The big takeaway is that over the last several decades, we have had some success. The good news is that our efforts to clean up over the last 30 years have resulted in some air quality improvements in the United States. —Arden Pope
PROVO — A massive, global undertaking to probe the key threats to health revealed the overwhelming nexus of breathing contaminants and one's survival.
Tobacco smoking. Indoor air pollution brought on by the burning of solid fuels such as coal and wood to heat a home. Inhaling outdoor contaminants that fill from the air from homes, factories, industries and vehicles.
BYU's Arden Pope III, already celebrated for breakthrough research linking air pollution to health problems with a Geneva Steel study, was one of hundreds of researchers who participated in the Global Burden of Disease Study.
The U.S. component of that probe was released last month in the Journal of the American Medical Association, providing good news to those on the air quality regulation front who have fought to clean up the nation's air.
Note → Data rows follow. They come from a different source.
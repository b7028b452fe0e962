//! Big-endian cursor helpers shared by every payload codec.

use thiserror::Error;

#[derive(Error, Debug, PartialEq, Eq)]
pub enum WireError {
    #[error("Frame too short: need {need} bytes, have {have}")]
    TooShort { need: usize, have: usize },

    #[error("Invalid magic: 0x{0:08X}")]
    InvalidMagic(u32),

    #[error("Unsupported version: 0x{0:04X}")]
    UnsupportedVersion(u16),

    #[error("Unknown message type: 0x{0:04X}")]
    UnknownType(u16),

    #[error("Payload too large: {0} bytes")]
    PayloadTooLarge(usize),

    #[error("Invalid field value: {0}")]
    InvalidField(&'static str),

    #[error("Trailing bytes after payload")]
    TrailingBytes,

    #[error("I/O error: {0}")]
    Io(String),
}

pub type Result<T> = std::result::Result<T, WireError>;

impl From<std::io::Error> for WireError {
    fn from(e: std::io::Error) -> Self {
        WireError::Io(e.to_string())
    }
}

impl From<WireError> for zentalk_core::ZentalkError {
    fn from(e: WireError) -> Self {
        use zentalk_core::ZentalkError;
        match e {
            WireError::InvalidMagic(_)
            | WireError::UnsupportedVersion(_)
            | WireError::PayloadTooLarge(_) => ZentalkError::Validation(e.to_string()),
            WireError::Io(msg) => ZentalkError::Transport(msg),
            other => ZentalkError::Decode(other.to_string()),
        }
    }
}

/// Sequential big-endian reader over a byte slice
pub struct Reader<'a> {
    buf: &'a [u8],
    pos: usize,
}

impl<'a> Reader<'a> {
    pub fn new(buf: &'a [u8]) -> Self {
        Self { buf, pos: 0 }
    }

    pub fn remaining(&self) -> usize {
        self.buf.len() - self.pos
    }

    fn take(&mut self, n: usize) -> Result<&'a [u8]> {
        if self.remaining() < n {
            return Err(WireError::TooShort {
                need: n,
                have: self.remaining(),
            });
        }
        let out = &self.buf[self.pos..self.pos + n];
        self.pos += n;
        Ok(out)
    }

    pub fn u8(&mut self) -> Result<u8> {
        Ok(self.take(1)?[0])
    }

    pub fn u16(&mut self) -> Result<u16> {
        let b = self.take(2)?;
        Ok(u16::from_be_bytes([b[0], b[1]]))
    }

    pub fn u32(&mut self) -> Result<u32> {
        let b = self.take(4)?;
        Ok(u32::from_be_bytes([b[0], b[1], b[2], b[3]]))
    }

    pub fn u64(&mut self) -> Result<u64> {
        let b = self.take(8)?;
        let mut arr = [0u8; 8];
        arr.copy_from_slice(b);
        Ok(u64::from_be_bytes(arr))
    }

    pub fn array<const N: usize>(&mut self) -> Result<[u8; N]> {
        let b = self.take(N)?;
        let mut arr = [0u8; N];
        arr.copy_from_slice(b);
        Ok(arr)
    }

    /// u32-length-prefixed byte field
    pub fn bytes(&mut self) -> Result<Vec<u8>> {
        let len = self.u32()? as usize;
        Ok(self.take(len)?.to_vec())
    }

    /// u16-length-prefixed byte field
    pub fn bytes_u16(&mut self) -> Result<Vec<u8>> {
        let len = self.u16()? as usize;
        Ok(self.take(len)?.to_vec())
    }

    /// Remainder of the buffer, consuming it
    pub fn rest(&mut self) -> &'a [u8] {
        let out = &self.buf[self.pos..];
        self.pos = self.buf.len();
        out
    }

    /// Fail unless the whole buffer was consumed
    pub fn finish(self) -> Result<()> {
        if self.remaining() != 0 {
            return Err(WireError::TrailingBytes);
        }
        Ok(())
    }
}

/// Sequential big-endian writer
#[derive(Default)]
pub struct Writer {
    buf: Vec<u8>,
}

impl Writer {
    pub fn new() -> Self {
        Self::default()
    }

    pub fn with_capacity(cap: usize) -> Self {
        Self {
            buf: Vec::with_capacity(cap),
        }
    }

    pub fn u8(&mut self, v: u8) -> &mut Self {
        self.buf.push(v);
        self
    }

    pub fn u16(&mut self, v: u16) -> &mut Self {
        self.buf.extend_from_slice(&v.to_be_bytes());
        self
    }

    pub fn u32(&mut self, v: u32) -> &mut Self {
        self.buf.extend_from_slice(&v.to_be_bytes());
        self
    }

    pub fn u64(&mut self, v: u64) -> &mut Self {
        self.buf.extend_from_slice(&v.to_be_bytes());
        self
    }

    pub fn raw(&mut self, v: &[u8]) -> &mut Self {
        self.buf.extend_from_slice(v);
        self
    }

    /// u32-length-prefixed byte field
    pub fn bytes(&mut self, v: &[u8]) -> &mut Self {
        self.u32(v.len() as u32);
        self.buf.extend_from_slice(v);
        self
    }

    /// u16-length-prefixed byte field
    pub fn bytes_u16(&mut self, v: &[u8]) -> &mut Self {
        self.u16(v.len() as u16);
        self.buf.extend_from_slice(v);
        self
    }

    pub fn into_vec(self) -> Vec<u8> {
        self.buf
    }
}
use std::fmt;

use rand::RngCore;
use serde::{Deserialize, Deserializer, Serialize, Serializer};
use sha2::{Digest, Sha256};

use crate::NodeId;

/// 32-byte public key
pub type PublicKeyBytes = [u8; 32];

/// 64-byte signature
pub type SignatureBytes = [u8; 64];

/// Number of bytes in a subscriber address
pub const ADDRESS_BYTES: usize = 20;

/// 20-byte subscriber address.
///
/// The all-zero address is reserved as the local-delivery sentinel at the
/// onion layer and never designates a real subscriber.
#[derive(Clone, Copy, PartialEq, Eq, Hash, PartialOrd, Ord)]
pub struct Address(pub [u8; ADDRESS_BYTES]);

impl Address {
    pub const ZERO: Address = Address([0u8; ADDRESS_BYTES]);

    /// Derive a subscriber address from an identity signing key
    /// (SHA-256 of the public key, truncated to 20 bytes).
    pub fn from_identity_key(signing_pub: &PublicKeyBytes) -> Self {
        let digest = Sha256::digest(signing_pub);
        let mut bytes = [0u8; ADDRESS_BYTES];
        bytes.copy_from_slice(&digest[..ADDRESS_BYTES]);
        Address(bytes)
    }

    pub fn from_hex(s: &str) -> Option<Self> {
        let bytes = hex::decode(s).ok()?;
        let arr: [u8; ADDRESS_BYTES] = bytes.try_into().ok()?;
        Some(Address(arr))
    }

    pub fn as_bytes(&self) -> &[u8; ADDRESS_BYTES] {
        &self.0
    }

    pub fn is_zero(&self) -> bool {
        self.0.iter().all(|b| *b == 0)
    }

    /// DHT key under which this subscriber's key bundle is published
    pub fn dht_key(&self) -> NodeId {
        NodeId::from_key_material(&self.0)
    }
}

impl fmt::Display for Address {
    fn fmt(&self, f: &mut fmt::Formatter<'_>) -> fmt::Result {
        write!(f, "{}", hex::encode(self.0))
    }
}

impl fmt::Debug for Address {
    fn fmt(&self, f: &mut fmt::Formatter<'_>) -> fmt::Result {
        write!(f, "Address({})", hex::encode(self.0))
    }
}

impl Serialize for Address {
    fn serialize<S: Serializer>(&self, serializer: S) -> Result<S::Ok, S::Error> {
        serializer.serialize_str(&hex::encode(self.0))
    }
}

impl<'de> Deserialize<'de> for Address {
    fn deserialize<D: Deserializer<'de>>(deserializer: D) -> Result<Self, D::Error> {
        let s = String::deserialize(deserializer)?;
        Address::from_hex(&s).ok_or_else(|| serde::de::Error::custom("expected 40 hex chars"))
    }
}

/// 16-byte message identifier
#[derive(Clone, Copy, PartialEq, Eq, Hash)]
pub struct MessageId(pub [u8; 16]);

impl MessageId {
    pub const ZERO: MessageId = MessageId([0u8; 16]);

    /// Generate a fresh random identifier
    pub fn random() -> Self {
        MessageId(*uuid::Uuid::new_v4().as_bytes())
    }

    pub fn as_bytes(&self) -> &[u8; 16] {
        &self.0
    }

    pub fn is_zero(&self) -> bool {
        self.0.iter().all(|b| *b == 0)
    }
}

impl fmt::Display for MessageId {
    fn fmt(&self, f: &mut fmt::Formatter<'_>) -> fmt::Result {
        write!(f, "{}", hex::encode(self.0))
    }
}

impl fmt::Debug for MessageId {
    fn fmt(&self, f: &mut fmt::Formatter<'_>) -> fmt::Result {
        write!(f, "MessageId({})", hex::encode(self.0))
    }
}

/// Kind of peer behind a relay connection
#[derive(Debug, Clone, Copy, PartialEq, Eq, Serialize, Deserialize)]
pub enum ClientType {
    /// End-user subscriber
    User,
    /// Peer relay in the mesh
    Relay,
}

impl ClientType {
    pub fn to_u8(self) -> u8 {
        match self {
            ClientType::User => 0,
            ClientType::Relay => 1,
        }
    }

    pub fn from_u8(v: u8) -> Option<Self> {
        match v {
            0 => Some(ClientType::User),
            1 => Some(ClientType::Relay),
            _ => None,
        }
    }
}

/// Content type carried inside a direct or group message
#[derive(Debug, Clone, Copy, PartialEq, Eq, Serialize, Deserialize)]
pub enum ContentType {
    Text,
    Image,
    File,
    Audio,
    Video,
}

impl ContentType {
    pub fn to_u8(self) -> u8 {
        match self {
            ContentType::Text => 0,
            ContentType::Image => 1,
            ContentType::File => 2,
            ContentType::Audio => 3,
            ContentType::Video => 4,
        }
    }

    pub fn from_u8(v: u8) -> Option<Self> {
        match v {
            0 => Some(ContentType::Text),
            1 => Some(ContentType::Image),
            2 => Some(ContentType::File),
            3 => Some(ContentType::Audio),
            4 => Some(ContentType::Video),
            _ => None,
        }
    }
}

/// Random bytes helper for nonces and tokens
pub fn random_bytes<const N: usize>() -> [u8; N] {
    let mut out = [0u8; N];
    rand::rngs::OsRng.fill_bytes(&mut out);
    out
}

/// Current unix time in seconds
pub fn unix_now() -> u64 {
    std::time::SystemTime::now()
        .duration_since(std::time::UNIX_EPOCH)
        .unwrap_or_default()
        .as_secs()
}

/// Current unix time in milliseconds
pub fn unix_now_ms() -> u64 {
    std::time::SystemTime::now()
        .duration_since(std::time::UNIX_EPOCH)
        .unwrap_or_default()
        .as_millis() as u64
}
"The big takeaway is that over the last several decades, we have had some success," Pope said. "The good news is that our efforts to clean up over the last 30 years have resulted in some air quality improvements in the United States."
The study found that from 1990 to 2010, improvements in air quality drove a 35 percent reduction in death and disabilities in the United States.
"We certainly have reduced the exposure over the last few decades, and as a result of that we are seeing the benefits," he said, stressing the study underscores the link between one's health and one's quality of air.
"On the one hand, the evidence is still compelling that air pollution is contributing to adverse health effects," Pope said.
On a global scale, the study examined the top 10 factors that contribute to disease, citing tobacco smoking as the No. 2 risk factor and household air pollution from burning solid fuels as No. 4 because of poor ventilation. Coming in at No. 9 was ambient air pollution.
The distribution of those numbers shifted depending on country and practice — with China, for example, struggling immensely with its air pollution problem and how that is playing out with the population.
"In other parts of the world where air pollution is still very high, the health effects are very high," Pope said.
He also stressed that the study does not ignore other improvements made over the past 20 years when it comes to better diets or the enhanced ability to control cholesterol through the development of pharmaceuticals.
"We know air pollution contributes to ill health, but it is a factor we can modify," Pope said. "In medicine, you are always looking for risk factors that contribute to ill health that we can modify or improve."